use anyhow::{Context, Result};
use clap::{Parser, Subcommand};
use colored::*;
use estimator_core::{
    classify, summarize, Bill, CuttingPlanner, EstimationRequest, Estimator, EstimatorConfig,
    PlanRequest, StockOptions,
};
use serde::de::DeserializeOwned;
use std::path::{Path, PathBuf};
use tracing::info;
use tracing_subscriber::EnvFilter;

#[derive(Parser)]
#[command(name = "estimator")]
#[command(about = "Window Pipe Estimator - Plan stock pipe cuts and price aluminium profiles", long_about = None)]
struct Cli {
    /// Verbose output
    #[arg(short, long, global = true)]
    verbose: bool,

    #[command(subcommand)]
    command: Commands,
}

#[derive(Subcommand)]
enum Commands {
    /// Estimate pipes and cost for a window job
    Estimate {
        /// Input request file (YAML or JSON)
        #[arg(short, long)]
        input: PathBuf,

        /// Estimator settings file (YAML or JSON)
        #[arg(short, long)]
        config: Option<PathBuf>,

        /// Output file for the bill (JSON)
        #[arg(short, long)]
        output: Option<PathBuf>,

        /// Treat cuts longer than every stock pipe as errors
        #[arg(long)]
        strict: bool,
    },

    /// Plan cuts for a single cut list
    Plan {
        /// Required cut lengths in inches
        #[arg(long, value_delimiter = ',', required = true)]
        cuts: Vec<f64>,

        /// Standard stock sizes to offer
        #[arg(long, value_delimiter = ',', default_values_t = StockOptions::default().sizes())]
        sizes: Vec<f64>,

        /// One-off stock lengths, each used at most once
        #[arg(long, value_delimiter = ',')]
        extra: Vec<f64>,

        /// Waste at or above which a pipe is partial
        #[arg(long, default_value_t = estimator_core::config::DEFAULT_MIN_WASTE)]
        min_waste: f64,
    },
}

fn main() -> Result<()> {
    let cli = Cli::parse();

    let filter = if cli.verbose {
        EnvFilter::new("debug")
    } else {
        EnvFilter::new("info")
    };

    tracing_subscriber::fmt()
        .with_env_filter(filter)
        .with_target(false)
        .init();

    match cli.command {
        Commands::Estimate {
            input,
            config,
            output,
            strict,
        } => {
            estimate_command(input, config, output, strict)?;
        }
        Commands::Plan {
            cuts,
            sizes,
            extra,
            min_waste,
        } => {
            plan_command(cuts, sizes, extra, min_waste)?;
        }
    }

    Ok(())
}

/// Reads YAML for `.yaml`/`.yml` files and JSON otherwise.
fn load_file<T: DeserializeOwned>(path: &Path) -> Result<T> {
    let content = std::fs::read_to_string(path)
        .with_context(|| format!("Failed to read {}", path.display()))?;

    let is_yaml = matches!(
        path.extension().and_then(|s| s.to_str()),
        Some("yaml") | Some("yml")
    );

    let value = if is_yaml {
        serde_yaml::from_str(&content)
            .with_context(|| format!("Failed to parse {}", path.display()))?
    } else {
        serde_json::from_str(&content)
            .with_context(|| format!("Failed to parse {}", path.display()))?
    };

    Ok(value)
}

fn estimate_command(
    input: PathBuf,
    config: Option<PathBuf>,
    output: Option<PathBuf>,
    strict: bool,
) -> Result<()> {
    println!("{}", "🔍 Loading request...".bright_blue());

    let request: EstimationRequest = load_file(&input)?;
    let mut settings = match config {
        Some(path) => load_file::<EstimatorConfig>(&path)?,
        None => EstimatorConfig::default(),
    };
    if strict {
        settings = settings.with_strict(true);
    }

    println!(
        "  {} categories supplied for a {:?} window",
        request.categories.len().to_string().bright_white().bold(),
        request.track_type
    );
    println!(
        "  {} material rates loaded",
        request.materials.len().to_string().bright_white().bold()
    );
    println!();

    println!("{}", "🚀 Running estimation...".bright_blue());
    info!("Processing: {}", input.display());

    let estimator = Estimator::new(request, settings)?;
    let bill = estimator.estimate();

    println!();
    println!("{}", "✅ Estimation complete!".bright_green().bold());
    println!();

    print_bill(&bill);

    let json = serde_json::to_string_pretty(&bill)?;
    if let Some(output_path) = output {
        std::fs::write(&output_path, json)
            .with_context(|| format!("Failed to write {}", output_path.display()))?;
        println!(
            "💾 Saved bill to {}",
            output_path.display().to_string().bright_white()
        );
    } else {
        println!("{}", json);
    }

    Ok(())
}

fn print_bill(bill: &Bill) {
    println!("{}", "📊 Results:".bright_yellow().bold());

    for (category, estimation) in &bill.estimations {
        let summary = &estimation.summary;
        println!(
            "  {} ({})",
            category.label().bright_white().bold(),
            estimation.pipe_type
        );
        println!(
            "    180\": {} full, {} partial ({:.2} in)",
            summary.small.full_pipes, summary.small.partial_pipes, summary.small.partial_inches
        );
        println!(
            "    192\": {} full, {} partial ({:.2} in)",
            summary.large.full_pipes, summary.large.partial_pipes, summary.large.partial_inches
        );
        if summary.extra.full_pipes + summary.extra.partial_pipes > 0 {
            println!(
                "    extra: {} full, {} partial ({:.2} in) from {:?}",
                summary.extra.full_pipes,
                summary.extra.partial_pipes,
                summary.extra.partial_inches,
                estimation.used_extra_sizes
            );
        }
        println!(
            "    {:.2} in, {:.2} kg, amount {}",
            summary.total_inches,
            estimation.total_weight,
            format!("{:.2}", estimation.total_amount).bright_white()
        );
        if !estimation.unassigned_cuts.is_empty() {
            println!(
                "    {} {:?}",
                "Unassigned cuts:".bright_red(),
                estimation.unassigned_cuts
            );
        }
    }

    for (category, reason) in &bill.failures {
        println!(
            "  {} {}: {}",
            "✗".bright_red(),
            category.label().bright_white(),
            reason
        );
    }

    println!();
    println!(
        "  Total pipes: {}",
        bill.total_pipes().to_string().bright_white().bold()
    );
    println!("  Total weight: {:.2} kg", bill.total_weight);
    println!(
        "  Grand total: {}",
        format!("{:.2}", bill.total_amount).bright_green().bold()
    );
    println!();
}

fn plan_command(cuts: Vec<f64>, sizes: Vec<f64>, extra: Vec<f64>, min_waste: f64) -> Result<()> {
    let request = PlanRequest {
        required_cuts: cuts,
        stock_sizes: sizes,
        extra_sizes: extra,
    };

    let plan = CuttingPlanner::new(request, EstimatorConfig::default())?.plan()?;
    let cuttings = classify(&plan.results, min_waste);
    let summary = summarize(&cuttings);

    println!("{}", "✂️  Cutting plan:".bright_yellow().bold());
    for (idx, cutting) in cuttings.iter().enumerate() {
        let kind = if cutting.full {
            "full".bright_green()
        } else {
            "partial".bright_yellow()
        };
        println!(
            "  #{} {}\" pipe [{}]: {:?}, waste {:.2}",
            idx + 1,
            cutting.pipe_length,
            kind,
            cutting.pipe_cuts,
            cutting.wastage
        );
    }

    if !plan.used_extra_sizes.is_empty() {
        println!("  Extra stock used: {:?}", plan.used_extra_sizes);
    }
    if !plan.unassigned_cuts.is_empty() {
        println!(
            "  {} {:?}",
            "Unassigned cuts:".bright_red(),
            plan.unassigned_cuts
        );
    }

    println!();
    println!(
        "  Total pipes: {}",
        summary.total_pipes().to_string().bright_white().bold()
    );
    println!("  Billed inches: {:.2}", summary.total_inches);

    Ok(())
}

☆ ☆ ☆

◆ PROBLEM STATEMENT
Nothing outside this range should appear: the lines from the start of the listing through the line with "use serde::de::DeserializeOwned;", each reproduced exactly, both ends included.

◆ SOLUTION TO THE EXERCISE
use anyhow::{Context, Result};
use clap::{Parser, Subcommand};
use colored::*;
use estimator_core::{
    classify, summarize, Bill, CuttingPlanner, EstimationRequest, Estimator, EstimatorConfig,
    PlanRequest, StockOptions,
};
use serde::de::DeserializeOwned;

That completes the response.